PROMPT: Rewrite the full material exactly; no line may be skipped.

--- DATA SECTION ---

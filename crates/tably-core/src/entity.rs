//! Shared identity and audit fields.
//!
//! Every persisted entity embeds [`EntityMetadata`] by value rather than
//! inheriting from a base record. The store assigns the id and both
//! timestamps at insert time; `updated_at` is bumped on every write.

use chrono::{DateTime, Utc};
use serde::{Deserialize, Serialize};
use uuid::Uuid;

/// Identity plus audit timestamps, embedded in each entity.
#[derive(Debug, Clone, PartialEq, Eq, Serialize, Deserialize)]
pub struct EntityMetadata {
  pub id:         Uuid,
  pub created_at: DateTime<Utc>,
  pub updated_at: DateTime<Utc>,
}

impl EntityMetadata {
  /// Fresh metadata for a row being inserted now.
  pub fn new_now() -> Self {
    let now = Utc::now();
    Self { id: Uuid::new_v4(), created_at: now, updated_at: now }
  }
}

---

ANSWER SECTION:
filename crates/tably-core/src/entity.rs
//! Shared identity and audit fields.
//!
//! Every persisted entity embeds [`EntityMetadata`] by value rather than
//! inheriting from a base record. The store assigns the id and both
//! timestamps at insert time; `updated_at` is bumped on every write.

use chrono::{DateTime, Utc};
use serde::{Deserialize, Serialize};
use uuid::Uuid;

/// Identity plus audit timestamps, embedded in each entity.
#[derive(Debug, Clone, PartialEq, Eq, Serialize, Deserialize)]
pub struct EntityMetadata {
  pub id:         Uuid,
  pub created_at: DateTime<Utc>,
  pub updated_at: DateTime<Utc>,
}

impl EntityMetadata {
  /// Fresh metadata for a row being inserted now.
  pub fn new_now() -> Self {
    let now = Utc::now();
    Self { id: Uuid::new_v4(), created_at: now, updated_at: now }
  }
}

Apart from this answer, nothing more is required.